The survey of 8,000 adults, conducted by Wakefield Research in Australia, Canada, France, Germany, Japan, Mexico, the U.S. and UK from mid-April to early May, found respondents also expressing support for properties that welcome people with disabilities and the LGBTQIA+ community.
The one glaring exception to the majority view in Expedia Group’s Traveler Value Index was cruise passengers who were “the only respondents from numerous countries who rank low pricing as the top value,” Expedia stated in its summation of survey results.
Several cruise companies, including the world’s largest, Carnival Corp., have faced stiff penalties for their environmental transgressions, and this has also been a focus of destinations reliant on cruise passengers.
However, the sentiment among cruisers could see a generational shift. North American Gen Z cruisers, meaning those born in 1997 or later, ranked sustainable policies among cruise lines as their second highest value after price.
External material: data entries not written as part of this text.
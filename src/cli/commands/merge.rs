//! Merge command implementation
//!
//! Resolves the input patterns, runs the merge on the blocking pool and
//! prints a summary once it completes.

use super::shared::{completed_at, create_spinner, print_field, print_title};
use crate::cli::args::MergeArgs;
use crate::cli::input::expand_inputs;
use crate::csvio::{MergeSummary, ensure_output_is_not_input, merge_with_cancellation};
use crate::logging::ElapsedTimer;
use anyhow::{Context, Result};
use colored::*;
use tokio_util::sync::CancellationToken;
use tracing::{Level, error, info, warn};

/// Merge command runner
pub async fn run_merge(
    args: MergeArgs,
    show_progress: bool,
    token: CancellationToken,
) -> Result<MergeSummary> {
    let _timer = ElapsedTimer::start(Level::INFO, "merge_command");

    let inputs = expand_inputs(&args.inputs)?;
    ensure_output_is_not_input(&args.output, &inputs)?;
    info!(
        "Merging {} inputs into {}",
        inputs.len(),
        args.output.display()
    );

    let spinner = create_spinner(show_progress, format!("Merging {} files...", inputs.len()))?;

    let output = args.output.clone();
    let has_header = args.header;
    let worker_token = token.clone();
    let mut handle = tokio::task::spawn_blocking(move || {
        merge_with_cancellation(&output, has_header, &inputs, &worker_token)
    });

    let result = tokio::select! {
        joined = &mut handle => joined.context("merge task failed")?,
        _ = token.cancelled() => {
            warn!("Cancellation requested, waiting for merge to stop");
            // The worker observes the same token before each record
            handle.await.context("merge task failed")?
        }
    };

    let summary = match result {
        Ok(summary) => summary,
        Err(e) => {
            error!(path = %args.output.display(), err = %e, "merge failed");
            if let Some(pb) = &spinner {
                pb.abandon_with_message("Merge failed");
            }
            return Err(e).with_context(|| format!("Failed to merge into {}", args.output.display()));
        }
    };

    if let Some(pb) = &spinner {
        pb.finish_with_message("Merge completed");
    }

    print_summary(&summary);
    Ok(summary)
}

fn print_summary(summary: &MergeSummary) {
    print_title("Merge Summary");
    print_field("Output", summary.output.display());
    print_field(
        "Files merged",
        summary.files_merged.to_string().bright_white().bold(),
    );
    print_field("Data rows", summary.data_rows.to_string().bright_white().bold());
    print_field(
        "Header",
        if summary.header_written { "written" } else { "none" },
    );
    print_field("Completed", completed_at());
}

#[cfg(test)]
mod tests {
    use super::*;
    use std::fs;
    use tempfile::TempDir;

    fn merge_args(dir: &TempDir, inputs: Vec<String>, header: bool) -> MergeArgs {
        MergeArgs {
            output: dir.path().join("out").join("merged.csv"),
            header,
            inputs,
        }
    }

    #[tokio::test]
    async fn test_run_merge_expands_glob() {
        let temp_dir = TempDir::new().unwrap();
        fs::write(temp_dir.path().join("a.csv"), "id,name\n1,x\n").unwrap();
        fs::write(temp_dir.path().join("b.csv"), "id,name\n2,y\n3,z\n").unwrap();

        let pattern = format!("{}/*.csv", temp_dir.path().display());
        let args = merge_args(&temp_dir, vec![pattern], true);
        let output = args.output.clone();

        let summary = run_merge(args, false, CancellationToken::new())
            .await
            .unwrap();

        assert_eq!(summary.files_merged, 2);
        assert_eq!(summary.data_rows, 3);
        assert_eq!(
            fs::read_to_string(output).unwrap(),
            "id,name\n1,x\n2,y\n3,z\n"
        );
    }

    #[tokio::test]
    async fn test_run_merge_reports_mismatch_with_context() {
        let temp_dir = TempDir::new().unwrap();
        let a = temp_dir.path().join("a.csv");
        let b = temp_dir.path().join("b.csv");
        fs::write(&a, "1,2\n").unwrap();
        fs::write(&b, "1,2,3\n").unwrap();

        let args = merge_args(
            &temp_dir,
            vec![a.display().to_string(), b.display().to_string()],
            false,
        );

        let err = run_merge(args, false, CancellationToken::new())
            .await
            .unwrap_err();
        let message = format!("{:#}", err);
        assert!(message.starts_with("Failed to merge into"), "{message}");
        assert!(message.contains("expected 2 columns, found 3"), "{message}");
    }

    #[tokio::test]
    async fn test_run_merge_cancelled_before_start() {
        let temp_dir = TempDir::new().unwrap();
        let a = temp_dir.path().join("a.csv");
        fs::write(&a, "1,2\n3,4\n").unwrap();

        let token = CancellationToken::new();
        token.cancel();

        let args = merge_args(&temp_dir, vec![a.display().to_string()], false);
        let err = run_merge(args, false, token).await.unwrap_err();
        assert!(format!("{:#}", err).contains("Processing interrupted"));
    }

    #[tokio::test]
    async fn test_run_merge_rejects_output_among_inputs() {
        let temp_dir = TempDir::new().unwrap();
        let a = temp_dir.path().join("a.csv");
        fs::write(&a, "id\n1\n").unwrap();

        let args = MergeArgs {
            output: a.clone(),
            header: true,
            inputs: vec![format!("{}/*.csv", temp_dir.path().display())],
        };

        let err = run_merge(args, false, CancellationToken::new())
            .await
            .unwrap_err();
        assert!(err.to_string().contains("is also an input"), "{err}");
        assert_eq!(fs::read_to_string(&a).unwrap(), "id\n1\n");
    }
}
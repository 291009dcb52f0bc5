//! utilkit library
//!
//! Small, independent file and process utilities:
//! - Lazy CSV record iteration with typed conversion and line-tagged errors
//! - A typed CSV writer and a merge routine for same-shape CSV files
//! - Whole-file reading and lazy line iteration
//! - Signal-aware cancellation tokens
//! - ISO-8601 date formatting
//! - Structured logging setup and elapsed-time events
//! - Struct field metadata through serde

pub mod config;
pub mod constants;
pub mod csvio;
pub mod dates;
pub mod errfmt;
pub mod error;
pub mod fileio;
pub mod introspect;
pub mod logging;
#[cfg(unix)]
pub mod signal;

// CLI modules
pub mod cli {
    pub mod args;
    pub mod commands;
    pub mod input;
}

pub use error::{BoxError, Error, Result};
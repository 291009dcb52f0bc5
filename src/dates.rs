//! ISO-8601 formatting for chrono date-times.

use chrono::{DateTime, TimeZone, Utc};
use std::fmt::Display;

use crate::constants::{ISO8601_DATE, ISO8601_DATETIME};

/// Format as `YYYY-MM-DD` in the value's own time zone
pub fn format_iso8601_date<Tz>(value: &DateTime<Tz>) -> String
where
    Tz: TimeZone,
    Tz::Offset: Display,
{
    value.format(ISO8601_DATE).to_string()
}

/// Format as `YYYY-MM-DDTHH:MM:SSZ`, converting to UTC first
///
/// A value in another zone prints its UTC instant. The local wall time is
/// never written next to a literal `Z`.
pub fn format_iso8601_datetime<Tz: TimeZone>(value: &DateTime<Tz>) -> String {
    value.with_timezone(&Utc).format(ISO8601_DATETIME).to_string()
}

#[cfg(test)]
mod tests {
    use super::*;
    use chrono::FixedOffset;

    /// 2025-08-15 at 2PM UTC
    fn test_date() -> DateTime<Utc> {
        Utc.with_ymd_and_hms(2025, 8, 15, 14, 0, 0).unwrap()
    }

    #[test]
    fn test_format_iso8601_date() {
        assert_eq!(format_iso8601_date(&test_date()), "2025-08-15");
    }

    #[test]
    fn test_format_iso8601_datetime() {
        assert_eq!(format_iso8601_datetime(&test_date()), "2025-08-15T14:00:00Z");
    }

    #[test]
    fn test_datetime_is_normalised_to_utc() {
        let offset = FixedOffset::east_opt(2 * 3600).unwrap();
        let local = offset.with_ymd_and_hms(2025, 8, 16, 1, 30, 0).unwrap();

        assert_eq!(format_iso8601_date(&local), "2025-08-16");
        assert_eq!(format_iso8601_datetime(&local), "2025-08-15T23:30:00Z");
    }
}
//! Text file contents in memory or line by line.

use std::fs::File;
use std::io::{BufRead, BufReader, Lines};
use std::iter::FusedIterator;
use std::path::{Path, PathBuf};
use tracing::debug;

use crate::error::{Error, Result};

/// Read the whole file as UTF-8 text
pub fn read_file_as_string(path: impl AsRef<Path>) -> Result<String> {
    let path = path.as_ref();
    std::fs::read_to_string(path).map_err(|e| Error::file_read(path, e))
}

/// Read the whole file as raw bytes
pub fn read_file_as_bytes(path: impl AsRef<Path>) -> Result<Vec<u8>> {
    let path = path.as_ref();
    std::fs::read(path).map_err(|e| Error::file_read(path, e))
}

/// In-memory representation of a file's contents
pub trait FileContent: Sized {
    fn read_from(path: &Path) -> Result<Self>;
}

impl FileContent for String {
    fn read_from(path: &Path) -> Result<Self> {
        read_file_as_string(path)
    }
}

impl FileContent for Vec<u8> {
    fn read_from(path: &Path) -> Result<Self> {
        read_file_as_bytes(path)
    }
}

/// Read the whole file as `C`, e.g. `read_file_content::<String>(path)`
pub fn read_file_content<C: FileContent>(path: impl AsRef<Path>) -> Result<C> {
    C::read_from(path.as_ref())
}

/// Lazy iterator over the lines of a text file
///
/// Line terminators are stripped. A read error is yielded once, after which
/// the sequence ends and the file is closed.
pub struct FileLines {
    path: PathBuf,
    lines: Option<Lines<BufReader<File>>>,
}

impl FileLines {
    pub fn path(&self) -> &Path {
        &self.path
    }
}

impl Iterator for FileLines {
    type Item = Result<String>;

    fn next(&mut self) -> Option<Self::Item> {
        match self.lines.as_mut()?.next() {
            Some(Ok(line)) => Some(Ok(line)),
            Some(Err(e)) => {
                self.lines = None;
                Some(Err(Error::file_read(&self.path, e)))
            }
            None => {
                self.lines = None;
                debug!("Finished reading lines from {}", self.path.display());
                None
            }
        }
    }
}

impl FusedIterator for FileLines {}

/// Open `path` for line iteration
pub fn file_lines(path: impl AsRef<Path>) -> Result<FileLines> {
    let path = path.as_ref();
    let file = File::open(path).map_err(|e| Error::file_open(path, e))?;

    Ok(FileLines {
        path: path.to_path_buf(),
        lines: Some(BufReader::new(file).lines()),
    })
}
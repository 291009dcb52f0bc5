//! Error handling for utilkit operations.
//!
//! Provides the crate-wide error enum with context for file reading,
//! CSV merging, signal registration and logging setup failures.

use crate::csvio::CsvError;
use std::path::PathBuf;
use thiserror::Error;

/// Boxed error used for caller-supplied callback failures
pub type BoxError = Box<dyn std::error::Error + Send + Sync + 'static>;

#[derive(Error, Debug)]
pub enum Error {
    /// CSV iteration, conversion or output failure
    #[error(transparent)]
    Csv(#[from] CsvError),

    #[error("could not open file {}: {source}", path.display())]
    FileOpen {
        path: PathBuf,
        #[source]
        source: std::io::Error,
    },

    #[error("could not read file {}: {source}", path.display())]
    FileRead {
        path: PathBuf,
        #[source]
        source: std::io::Error,
    },

    #[error("merge requires at least one input file")]
    NoInputFiles,

    #[error("input file {} contains no records", path.display())]
    EmptyInput { path: PathBuf },

    #[error(
        "column count mismatch in {}: expected {expected} columns, found {found}",
        path.display()
    )]
    ColumnCountMismatch {
        path: PathBuf,
        expected: usize,
        found: usize,
    },

    #[error("failed to register signal handler: {source}")]
    SignalRegistration {
        #[source]
        source: std::io::Error,
    },

    #[error("Logging setup failed: {message}")]
    Logging { message: String },

    #[error("Configuration error: {message}")]
    Configuration { message: String },

    #[error("Processing interrupted: {reason}")]
    ProcessingInterrupted { reason: String },
}

impl Error {
    pub fn file_open(path: impl Into<PathBuf>, source: std::io::Error) -> Self {
        Self::FileOpen {
            path: path.into(),
            source,
        }
    }

    pub fn file_read(path: impl Into<PathBuf>, source: std::io::Error) -> Self {
        Self::FileRead {
            path: path.into(),
            source,
        }
    }

    pub fn empty_input(path: impl Into<PathBuf>) -> Self {
        Self::EmptyInput { path: path.into() }
    }

    pub fn column_count_mismatch(path: impl Into<PathBuf>, expected: usize, found: usize) -> Self {
        Self::ColumnCountMismatch {
            path: path.into(),
            expected,
            found,
        }
    }

    /// Create a logging setup error
    pub fn logging(message: impl Into<String>) -> Self {
        Self::Logging {
            message: message.into(),
        }
    }

    /// Create a configuration error
    pub fn configuration(message: impl Into<String>) -> Self {
        Self::Configuration {
            message: message.into(),
        }
    }

    /// Create a processing interrupted error
    pub fn processing_interrupted(reason: impl Into<String>) -> Self {
        Self::ProcessingInterrupted {
            reason: reason.into(),
        }
    }
}

pub type Result<T> = std::result::Result<T, Error>;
In its broad outlines, Expedia’s Traveler Value Index corresponds to the views espoused in Skift’s speculative Travel Megatrends 2025, in which we argued “that a growing segment of travelers — not everyone, for sure — is now mulling the relative impact their trips may have if they opt for Botswana instead of Barcelona, or choose to ride the rails closer to home instead of flying an Airbus A380 to a congested airport outside a teeming metropolis. This more-conscious decision was already happening among Millennial and Gen Z travelers years earlier.”
In an interview, Hari Nair, Expedia Group’s global general manager for account management, said travel firms shouldn’t fear taking a stand at this critical juncture coming out of the pandemic.
“This is an opportunity to be bold and make a position for yourself in the marketplace,” Nair said.
In other survey results pointing to travelers favoring considerations other than price, a majority of survey respondents in the U.S., Japan and Mexico saw enhanced cleaning as the most important factor in making car rental reservations, although finding car rental firms that would grant full refunds was the most important factor overall.
Along similar lines, the survey found travelers under 40 years old in the U.S. and Japan positioned enhanced cleaning as their top priority when booking hotels, and they likewise emphasized contactless experiences and premium perks as priorities. The older the respondent, the more they tended to support the ability to get a full refund from a hotel or vacation rental as their top concern.
The survey found broad support for vaccine passports, with 71 percent of respondents answering that they would be comfortable with a requirement to show a vaccine passport to enable cross-border travel.